Informationen zur Deutschen Außenpolitik - 23. September 2021
german-foreign-policy.com

Die Berliner Reparationsverweigerung (II)

Proteste in Namibia verhindern Ratifizierung eines Berliner Versuchs, Entschädigungsforderungen für den Genozid an den Herero und Nama billig abzuwehren. Weitere Staaten bestehen auf Reparationen.


BERLIN/WINDHOEK/WARSCHAU/ATHEN - Heftige Proteste haben in Namibia den Versuch der Bundesregierung vorläufig gestoppt, die Forderung nach angemessenen Entschädigungen für den Genozid an den Herero und Nama auszuhebeln. Berlin hatte sich mit der Regierung in Windhoek auf ein vorgebliches Versöhnungsabkommen geeinigt, das den Genozid lediglich politisch, nicht aber juristisch anerkennt und daher keine förmlichen Reparationen, sondern nur freiwillige Zahlungen im Wert der bisherigen deutschen Entwicklungshilfe vorsieht.
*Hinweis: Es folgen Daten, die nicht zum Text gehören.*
pub mod automaton;
pub mod keys;
pub mod grouping;
pub mod result;
pub mod error;
pub mod input;

pub use error::GroupingError;
pub use grouping::{auto_group, auto_group_with_opts, GroupingOpts};
pub use result::{AutoGroupResult, Group};
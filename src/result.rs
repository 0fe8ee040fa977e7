use serde::{Deserialize, Serialize};
use std::collections::BTreeMap;

/// Texts sharing one literal key, indexed by their position in the input.
#[derive(Debug, Clone, PartialEq, Eq, Serialize, Deserialize)]
pub struct Group {
    key: String,
    round: usize,
    members: BTreeMap<usize, String>,
}

impl Group {
    pub(crate) fn new(key: String, round: usize, members: BTreeMap<usize, String>) -> Self {
        Self { key, round, members }
    }

    pub fn key(&self) -> &str {
        &self.key
    }

    /// 1-based round in which the group was formed.
    pub fn round(&self) -> usize {
        self.round
    }

    pub fn members(&self) -> &BTreeMap<usize, String> {
        &self.members
    }

    pub fn len(&self) -> usize {
        self.members.len()
    }

    pub fn is_empty(&self) -> bool {
        self.members.is_empty()
    }

    pub fn contains_index(&self, index: usize) -> bool {
        self.members.contains_key(&index)
    }
}

/// Partition of the input into keyed groups and ungrouped texts.
#[derive(Debug, Clone, Default, PartialEq, Eq, Serialize, Deserialize)]
pub struct AutoGroupResult {
    groups: Vec<Group>,
    ungrouped: BTreeMap<usize, String>,
}

impl AutoGroupResult {
    pub(crate) fn new(groups: Vec<Group>, ungrouped: BTreeMap<usize, String>) -> Self {
        Self { groups, ungrouped }
    }

    /// Groups in the order they were discovered, across all rounds.
    pub fn groups(&self) -> &[Group] {
        &self.groups
    }

    pub fn group(&self, key: &str) -> Option<&Group> {
        self.groups.iter().find(|g| g.key == key)
    }

    pub fn keys(&self) -> impl Iterator<Item = &str> + '_ {
        self.groups.iter().map(|g| g.key.as_str())
    }

    pub fn ungrouped(&self) -> &BTreeMap<usize, String> {
        &self.ungrouped
    }

    pub fn has_groups(&self) -> bool {
        !self.groups.is_empty()
    }

    pub fn grouped_count(&self) -> usize {
        self.groups.iter().map(Group::len).sum()
    }

    /// Number of input texts covered by the partition.
    pub fn total(&self) -> usize {
        self.grouped_count() + self.ungrouped.len()
    }

    /// Number of rounds that produced at least one group.
    pub fn rounds(&self) -> usize {
        self.groups.last().map_or(0, |g| g.round)
    }

    /// The group holding `index`, if any.
    pub fn group_of(&self, index: usize) -> Option<&Group> {
        self.groups.iter().find(|g| g.contains_index(index))
    }
}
Bedeutende Organisationen der Herero und Nama weisen es zurück und haben am Dienstag seine Ratifizierung im namibischen Parlament verhindert. Unterdessen halten weitere Staaten ihre Forderungen nach Entschädigung für deutsche Kolonial- und Weltkriegsverbrechen aufrecht, so zumindest zeitweise Tansania, vor allem aber Polen und Griechenland. Die Reparationsschuld der Bundesrepublik gegenüber Warschau wird auf 850 Milliarden Euro, diejenige gegenüber Athen wird auf 288 Milliarden Euro geschätzt. Athen hat zuletzt anlässlich des 80. Jahrestags des deutschen Überfalls Verhandlungen angemahnt - vergebens.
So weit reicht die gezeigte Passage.